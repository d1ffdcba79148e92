// Cart persistence port
//
// The capability set the lifecycle manager needs from a document store:
// single-document reads, conditional atomic replace, one bulk status update,
// a windowed aggregation and physical removal of expired documents.

use async_trait::async_trait;
use chrono::{DateTime, Utc};
use rust_decimal::Decimal;
use std::collections::HashMap;
use tokio::sync::RwLock;
use uuid::Uuid;

use crate::carts::{Cart, CartStatus, MERGED_AT_KEY, MERGED_TO_KEY};

#[derive(Debug, thiserror::Error)]
pub enum StoreError {
    #[error("Database error: {0}")]
    Database(#[from] sqlx::Error),

    #[error("Serialization error: {0}")]
    Serialization(#[from] serde_json::Error),

    #[error("Stored cart is malformed: {0}")]
    Corrupt(String),

    #[error("Store timed out")]
    Timeout,
}

/// Raw aggregation row for the statistics window
#[derive(Debug, Clone, Default, PartialEq)]
pub struct StatisticsRow {
    pub total_carts: i64,
    pub active_carts: i64,
    pub abandoned_carts: i64,
    pub processing_carts: i64,
    pub completed_carts: i64,
    pub total_value: Decimal,
}

#[async_trait]
pub trait CartStore: Send + Sync {
    async fn insert(&self, cart: &Cart) -> Result<(), StoreError>;

    async fn find_by_id(&self, id: Uuid) -> Result<Option<Cart>, StoreError>;

    /// Most recently updated active cart belonging to `owner_id`
    async fn find_active_by_owner(&self, owner_id: &str) -> Result<Option<Cart>, StoreError>;

    /// Replace the stored cart only if its version is still `expected_version`.
    ///
    /// Returns the post-image with the bumped version, or `None` when the cart
    /// is gone or another writer got there first.
    async fn replace_if_version(&self, cart: &Cart, expected_version: i64) -> Result<Option<Cart>, StoreError>;

    /// Mark `source_id` completed and record `target_id` in its metadata.
    ///
    /// Applies only while the source is still active or abandoned at
    /// `expected_version`; returns false otherwise, or when it no longer exists.
    async fn retire_merged(
        &self,
        source_id: Uuid,
        expected_version: i64,
        target_id: Uuid,
        at: DateTime<Utc>,
    ) -> Result<bool, StoreError>;

    /// Move every active cart last updated before `cutoff` to abandoned.
    /// Leaves `updated_at` and `expires_at` untouched.
    async fn mark_abandoned(&self, cutoff: DateTime<Utc>) -> Result<u64, StoreError>;

    /// Counts and summed totals for carts created at or after `since`
    async fn aggregate_statistics(&self, since: DateTime<Utc>) -> Result<StatisticsRow, StoreError>;

    /// Physically delete carts whose expiry lies before `now`
    async fn purge_expired(&self, now: DateTime<Utc>) -> Result<u64, StoreError>;
}

/// In-memory store with the same semantics as the Postgres one
#[derive(Debug, Default)]
pub struct InMemoryCartStore {
    carts: RwLock<HashMap<Uuid, Cart>>,
}

impl InMemoryCartStore {
    pub fn new() -> Self {
        Self::default()
    }

    pub async fn len(&self) -> usize {
        self.carts.read().await.len()
    }
}

#[async_trait]
impl CartStore for InMemoryCartStore {
    async fn insert(&self, cart: &Cart) -> Result<(), StoreError> {
        let mut carts = self.carts.write().await;
        if carts.contains_key(&cart.id) {
            return Err(StoreError::Corrupt(format!("duplicate cart id {}", cart.id)));
        }
        carts.insert(cart.id, cart.clone());
        Ok(())
    }

    async fn find_by_id(&self, id: Uuid) -> Result<Option<Cart>, StoreError> {
        Ok(self.carts.read().await.get(&id).cloned())
    }

    async fn find_active_by_owner(&self, owner_id: &str) -> Result<Option<Cart>, StoreError> {
        let carts = self.carts.read().await;
        let cart = carts
            .values()
            .filter(|cart| cart.status == CartStatus::Active)
            .filter(|cart| cart.owner_id.as_deref() == Some(owner_id))
            .max_by_key(|cart| cart.updated_at)
            .cloned();
        Ok(cart)
    }

    async fn replace_if_version(&self, cart: &Cart, expected_version: i64) -> Result<Option<Cart>, StoreError> {
        let mut carts = self.carts.write().await;
        match carts.get_mut(&cart.id) {
            Some(stored) if stored.version == expected_version => {
                let mut next = cart.clone();
                next.version = expected_version + 1;
                *stored = next.clone();
                Ok(Some(next))
            }
            _ => Ok(None),
        }
    }

    async fn retire_merged(
        &self,
        source_id: Uuid,
        expected_version: i64,
        target_id: Uuid,
        at: DateTime<Utc>,
    ) -> Result<bool, StoreError> {
        let mut carts = self.carts.write().await;
        let Some(source) = carts.get_mut(&source_id) else {
            return Ok(false);
        };
        let retirable = matches!(source.status, CartStatus::Active | CartStatus::Abandoned);
        if !retirable || source.version != expected_version {
            return Ok(false);
        }

        source.status = CartStatus::Completed;
        source.metadata.insert(MERGED_TO_KEY.to_string(), target_id.to_string());
        source.metadata.insert(MERGED_AT_KEY.to_string(), at.to_rfc3339());
        source.updated_at = at;
        source.version += 1;
        Ok(true)
    }

    async fn mark_abandoned(&self, cutoff: DateTime<Utc>) -> Result<u64, StoreError> {
        let mut carts = self.carts.write().await;
        let mut modified = 0;
        for cart in carts.values_mut() {
            if cart.status == CartStatus::Active && cart.updated_at < cutoff {
                cart.status = CartStatus::Abandoned;
                cart.version += 1;
                modified += 1;
            }
        }
        Ok(modified)
    }

    async fn aggregate_statistics(&self, since: DateTime<Utc>) -> Result<StatisticsRow, StoreError> {
        let carts = self.carts.read().await;
        let mut row = StatisticsRow::default();
        for cart in carts.values().filter(|cart| cart.created_at >= since) {
            row.total_carts += 1;
            row.total_value = row.total_value.saturating_add(cart.total_amount);
            match cart.status {
                CartStatus::Active => row.active_carts += 1,
                CartStatus::Abandoned => row.abandoned_carts += 1,
                CartStatus::Processing => row.processing_carts += 1,
                CartStatus::Completed => row.completed_carts += 1,
            }
        }
        Ok(row)
    }

    async fn purge_expired(&self, now: DateTime<Utc>) -> Result<u64, StoreError> {
        let mut carts = self.carts.write().await;
        let before = carts.len();
        carts.retain(|_, cart| cart.expires_at >= now);
        Ok((before - carts.len()) as u64)
    }
}

#[cfg(test)]
mod tests {
    use super::*;
    use chrono::Duration;
    use rust_decimal_macros::dec;

    fn cart(owner: Option<&str>) -> Cart {
        Cart::new(owner.map(str::to_string), HashMap::new(), Utc::now(), Duration::hours(72))
    }

    #[tokio::test]
    async fn test_replace_if_version_bumps_version() {
        let store = InMemoryCartStore::new();
        let mut original = cart(None);
        store.insert(&original).await.unwrap();

        original.total_amount = dec!(12.00);
        let stored = store.replace_if_version(&original, 0).await.unwrap().unwrap();

        assert_eq!(stored.version, 1);
        assert_eq!(stored.total_amount, dec!(12.00));
    }

    #[tokio::test]
    async fn test_stale_version_is_refused() {
        let store = InMemoryCartStore::new();
        let original = cart(None);
        store.insert(&original).await.unwrap();

        assert!(store.replace_if_version(&original, 0).await.unwrap().is_some());
        // Second writer still holds version 0
        assert!(store.replace_if_version(&original, 0).await.unwrap().is_none());
    }

    #[tokio::test]
    async fn test_replace_missing_cart_is_none() {
        let store = InMemoryCartStore::new();
        assert!(store.replace_if_version(&cart(None), 0).await.unwrap().is_none());
    }

    #[tokio::test]
    async fn test_find_active_by_owner_ignores_other_statuses() {
        let store = InMemoryCartStore::new();
        let mut done = cart(Some("alice"));
        done.status = CartStatus::Processing;
        store.insert(&done).await.unwrap();
        assert!(store.find_active_by_owner("alice").await.unwrap().is_none());

        let live = cart(Some("alice"));
        store.insert(&live).await.unwrap();
        assert_eq!(store.find_active_by_owner("alice").await.unwrap().unwrap().id, live.id);
        assert!(store.find_active_by_owner("bob").await.unwrap().is_none());
    }

    #[tokio::test]
    async fn test_retire_merged_records_target() {
        let store = InMemoryCartStore::new();
        let guest = cart(None);
        store.insert(&guest).await.unwrap();
        let target = Uuid::new_v4();

        assert!(store.retire_merged(guest.id, 0, target, Utc::now()).await.unwrap());
        let retired = store.find_by_id(guest.id).await.unwrap().unwrap();
        assert_eq!(retired.status, CartStatus::Completed);
        assert_eq!(retired.version, 1);
        assert_eq!(retired.metadata.get(MERGED_TO_KEY), Some(&target.to_string()));

        assert!(!store.retire_merged(Uuid::new_v4(), 0, target, Utc::now()).await.unwrap());
    }

    #[tokio::test]
    async fn test_retire_merged_leaves_checked_out_cart_alone() {
        let store = InMemoryCartStore::new();
        let mut guest = cart(None);
        guest.status = CartStatus::Processing;
        store.insert(&guest).await.unwrap();

        assert!(!store.retire_merged(guest.id, 0, Uuid::new_v4(), Utc::now()).await.unwrap());
        let stored = store.find_by_id(guest.id).await.unwrap().unwrap();
        assert_eq!(stored.status, CartStatus::Processing);
        assert!(stored.metadata.get(MERGED_TO_KEY).is_none());
    }

    #[tokio::test]
    async fn test_retire_merged_refuses_changed_source() {
        let store = InMemoryCartStore::new();
        let guest = cart(None);
        store.insert(&guest).await.unwrap();
        // Someone wrote to the guest cart after the merge read it at version 0
        store.replace_if_version(&guest, 0).await.unwrap().unwrap();

        assert!(!store.retire_merged(guest.id, 0, Uuid::new_v4(), Utc::now()).await.unwrap());
        let stored = store.find_by_id(guest.id).await.unwrap().unwrap();
        assert_eq!(stored.status, CartStatus::Active);
        assert_eq!(stored.version, 1);
    }

    #[tokio::test]
    async fn test_purge_expired_removes_only_past_horizon() {
        let store = InMemoryCartStore::new();
        let mut stale = cart(None);
        stale.expires_at = Utc::now() - Duration::minutes(1);
        store.insert(&stale).await.unwrap();
        store.insert(&cart(None)).await.unwrap();

        assert_eq!(store.purge_expired(Utc::now()).await.unwrap(), 1);
        assert_eq!(store.len().await, 1);
        assert!(store.find_by_id(stale.id).await.unwrap().is_none());
    }
}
○ ○ ○ ○
Problem to work on:
Since only part of the listing is wanted, copy exactly the lines from the one holding "use rust_decimal::Decimal;" to the one holding "Counts and summed", both included.

Written solution:
use rust_decimal::Decimal;
use std::collections::HashMap;
use tokio::sync::RwLock;
use uuid::Uuid;

use crate::carts::{Cart, CartStatus, MERGED_AT_KEY, MERGED_TO_KEY};

#[derive(Debug, thiserror::Error)]
pub enum StoreError {
    #[error("Database error: {0}")]
    Database(#[from] sqlx::Error),

    #[error("Serialization error: {0}")]
    Serialization(#[from] serde_json::Error),

    #[error("Stored cart is malformed: {0}")]
    Corrupt(String),

    #[error("Store timed out")]
    Timeout,
}

/// Raw aggregation row for the statistics window
#[derive(Debug, Clone, Default, PartialEq)]
pub struct StatisticsRow {
    pub total_carts: i64,
    pub active_carts: i64,
    pub abandoned_carts: i64,
    pub processing_carts: i64,
    pub completed_carts: i64,
    pub total_value: Decimal,
}

#[async_trait]
pub trait CartStore: Send + Sync {
    async fn insert(&self, cart: &Cart) -> Result<(), StoreError>;

    async fn find_by_id(&self, id: Uuid) -> Result<Option<Cart>, StoreError>;

    /// Most recently updated active cart belonging to `owner_id`
    async fn find_active_by_owner(&self, owner_id: &str) -> Result<Option<Cart>, StoreError>;

    /// Replace the stored cart only if its version is still `expected_version`.
    ///
    /// Returns the post-image with the bumped version, or `None` when the cart
    /// is gone or another writer got there first.
    async fn replace_if_version(&self, cart: &Cart, expected_version: i64) -> Result<Option<Cart>, StoreError>;

    /// Mark `source_id` completed and record `target_id` in its metadata.
    ///
    /// Applies only while the source is still active or abandoned at
    /// `expected_version`; returns false otherwise, or when it no longer exists.
    async fn retire_merged(
        &self,
        source_id: Uuid,
        expected_version: i64,
        target_id: Uuid,
        at: DateTime<Utc>,
    ) -> Result<bool, StoreError>;

    /// Move every active cart last updated before `cutoff` to abandoned.
    /// Leaves `updated_at` and `expires_at` untouched.
    async fn mark_abandoned(&self, cutoff: DateTime<Utc>) -> Result<u64, StoreError>;

    /// Counts and summed totals for carts created at or after `since`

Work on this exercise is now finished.